I'm not at CSA anymore. Big dramas this week. Between you and me the story is:
Monday 13 August - No not taken for an answer; no longer a virgin (yes that's right, first time) and the bed a bloody mess.
Tuesday - Wednesday 14 and 15 August - Considered leaving conference but couldn't cope with the embarrassment as to why, so disassociated and carried on as per normal, although kept my distance. Spent first morning in and out of loo until the bleeding stopped around lunchtime. Suggested we attend different sessions, so I kept my distance. Tuesday night we went to Kings Cross for tea but nothing happened despite his continual suggestion.

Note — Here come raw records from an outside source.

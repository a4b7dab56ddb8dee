// Copyright 2026 the Tilesdf Authors
// SPDX-License-Identifier: Apache-2.0 OR MIT

//! Helpers to get a device and a surface the renderer can draw into.

use std::future::Future;
use std::sync::Arc;
use std::task::{Context, Poll, Wake, Waker};

use wgpu::{
    Adapter, Device, Instance, PresentMode, Queue, Surface, SurfaceConfiguration, SurfaceTarget,
    TextureFormat, TextureUsages,
};

use crate::{Error, RendererOptions, Result};

/// Formats the raster pipeline can target, in order of preference.
const SURFACE_FORMATS: [TextureFormat; 2] = [TextureFormat::Rgba8Unorm, TextureFormat::Bgra8Unorm];

/// A wgpu instance and the devices opened on it.
pub struct RenderContext {
    pub instance: Instance,
    pub devices: Vec<DeviceHandle>,
}

pub struct DeviceHandle {
    adapter: Adapter,
    pub device: Device,
    pub queue: Queue,
}

impl DeviceHandle {
    pub fn adapter(&self) -> &Adapter {
        &self.adapter
    }
}

impl RenderContext {
    /// Creates an instance, honoring the `WGPU_BACKEND` and related
    /// environment variables.
    #[expect(
        clippy::new_without_default,
        reason = "Creating a wgpu Instance is something which should only be done rarely"
    )]
    pub fn new() -> Self {
        let instance = Instance::new(&wgpu::InstanceDescriptor {
            backends: wgpu::Backends::from_env().unwrap_or_default(),
            flags: wgpu::InstanceFlags::from_build_config().with_env(),
            memory_budget_thresholds: wgpu::MemoryBudgetThresholds::default(),
            backend_options: wgpu::BackendOptions::from_env_or_default(),
        });
        Self {
            instance,
            devices: Vec::new(),
        }
    }

    /// Returns the index of a device which can present to
    /// `compatible_surface`, opening one if needed.
    ///
    /// Without a surface any open device will do. Returns `None` if no
    /// adapter is available.
    pub async fn device(&mut self, compatible_surface: Option<&Surface<'_>>) -> Option<usize> {
        let existing = self.devices.iter().position(|handle| {
            compatible_surface.is_none_or(|surface| handle.adapter.is_surface_supported(surface))
        });
        match existing {
            Some(id) => Some(id),
            None => self.open_device(compatible_surface).await,
        }
    }

    /// Like [`device`](Self::device) without a surface, for headless use.
    pub async fn first_device(&mut self) -> Result<&DeviceHandle> {
        let id = self.device(None).await.ok_or(Error::NoCompatibleDevice)?;
        Ok(&self.devices[id])
    }

    async fn open_device(&mut self, compatible_surface: Option<&Surface<'_>>) -> Option<usize> {
        let adapter =
            wgpu::util::initialize_adapter_from_env_or_default(&self.instance, compatible_surface)
                .await
                .ok()?;
        let info = adapter.get_info();
        log::info!("Using adapter {} ({:?})", info.name, info.backend);
        let (device, queue) = adapter
            .request_device(&wgpu::DeviceDescriptor {
                label: Some("tilesdf"),
                ..Default::default()
            })
            .await
            .inspect_err(|err| log::warn!("adapter {} refused a device: {err}", info.name))
            .ok()?;
        self.devices.push(DeviceHandle {
            adapter,
            device,
            queue,
        });
        Some(self.devices.len() - 1)
    }

    /// Creates a surface for `window` and configures it at `width` by
    /// `height` with an RGBA8 or BGRA8 format.
    pub async fn create_surface<'w>(
        &mut self,
        window: impl Into<SurfaceTarget<'w>>,
        width: u32,
        height: u32,
        present_mode: PresentMode,
    ) -> Result<RenderSurface<'w>> {
        let surface = self.instance.create_surface(window.into())?;
        let dev_id = self
            .device(Some(&surface))
            .await
            .ok_or(Error::NoCompatibleDevice)?;
        let capabilities = surface.get_capabilities(&self.devices[dev_id].adapter);
        let format = SURFACE_FORMATS
            .into_iter()
            .find(|format| capabilities.formats.contains(format))
            .ok_or(Error::UnsupportedSurfaceFormat)?;
        let surface = RenderSurface {
            surface,
            config: SurfaceConfiguration {
                usage: TextureUsages::RENDER_ATTACHMENT,
                format,
                width,
                height,
                present_mode,
                desired_maximum_frame_latency: 2,
                alpha_mode: wgpu::CompositeAlphaMode::Auto,
                view_formats: vec![],
            },
            dev_id,
        };
        surface.configure(&self.devices[dev_id].device);
        Ok(surface)
    }

    /// Resizes the surface and reconfigures it.
    ///
    /// # Panics
    ///
    /// If `width` or `height` is zero.
    pub fn resize_surface(&self, surface: &mut RenderSurface<'_>, width: u32, height: u32) {
        surface.config.width = width;
        surface.config.height = height;
        surface.configure(&self.devices[surface.dev_id].device);
    }
}

/// A configured surface and the index of the device it belongs to.
///
/// The raster pass draws straight into the surface texture.
#[derive(Debug)]
pub struct RenderSurface<'s> {
    pub surface: Surface<'s>,
    pub config: SurfaceConfiguration,
    pub dev_id: usize,
}

impl RenderSurface<'_> {
    pub fn format(&self) -> TextureFormat {
        self.config.format
    }

    /// Options for a [`Renderer`](crate::Renderer) drawing into this surface.
    pub fn renderer_options(&self) -> RendererOptions {
        RendererOptions {
            surface_format: Some(self.format()),
            ..Default::default()
        }
    }

    fn configure(&self, device: &Device) {
        self.surface.configure(device, &self.config);
    }
}

struct NullWake;

impl Wake for NullWake {
    fn wake(self: Arc<Self>) {}
}

/// Drives `fut` to completion, waiting on `device` whenever it is pending.
///
/// Only futures resolved by GPU progress, such as buffer mapping or error
/// scopes, may be passed. Anything else never completes.
///
/// # Panics
///
/// On WebAssembly, and if the device is lost.
#[cfg_attr(docsrs, doc(hidden))]
pub fn block_on_wgpu<F: Future>(device: &Device, fut: F) -> F::Output {
    assert!(
        !cfg!(target_arch = "wasm32"),
        "blocking on the GPU is not possible on WebAssembly"
    );
    let waker = Waker::from(Arc::new(NullWake));
    let mut cx = Context::from_waker(&waker);
    let mut fut = std::pin::pin!(fut);
    loop {
        if let Poll::Ready(output) = fut.as_mut().poll(&mut cx) {
            return output;
        }
        device
            .poll(wgpu::PollType::wait_indefinitely())
            .expect("device lost while waiting for GPU work");
    }
}

#[cfg(test)]
mod tests {
    use super::*;

    #[test]
    fn block_on_ready_future_skips_polling() {
        // A ready future must not touch the device, so any device would do;
        // without an adapter there is nothing to check.
        let mut context = RenderContext::new();
        let Some(id) = pollster::block_on(context.device(None)) else {
            return;
        };
        let device = &context.devices[id].device;
        assert_eq!(block_on_wgpu(device, std::future::ready(7)), 7);
    }
}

Thursday 16 August - Back to work. Didn't realise how bad I was until I felt sick at his smell in a meeting that he was in.
Friday - Didn't go to work - gave the excuse I had a migraine. Instead tried to get my tax together so it could be done. Wasn't intending to carry on any more. My friend came around and interrupted my train of thought across the weekend.
Monday - My director texted me as to where I was and if I was okay. Immediately panicked, too scared to reply. Wanted to hide. Someone knocked at my door, I ended up really scared and cowering in the corner of my kitchen. Rang my friend, she came around and we went to the Rape Crisis Centre. Still trying to hide what was going on. On the way back from the centre my parents rang saying they had been contacted by the ACT Police as I had been reported missing. Police had a locksmith break into my home whilst we were out. My middle management company was looking for me and it wasn't even midday. All this was started by my director. My life had suddenly been turned into a living hell and the only way out was to say it how it was. So now half of Canberra know that it was my first time, they know about my private life, which generally no one gets to know and I'm just wondering how the hell I am going to manage to move on. So I'm not going back to CSA, I've applied for Workcare. My parents travel to Canberra probably more upset than me and have been with me ever since.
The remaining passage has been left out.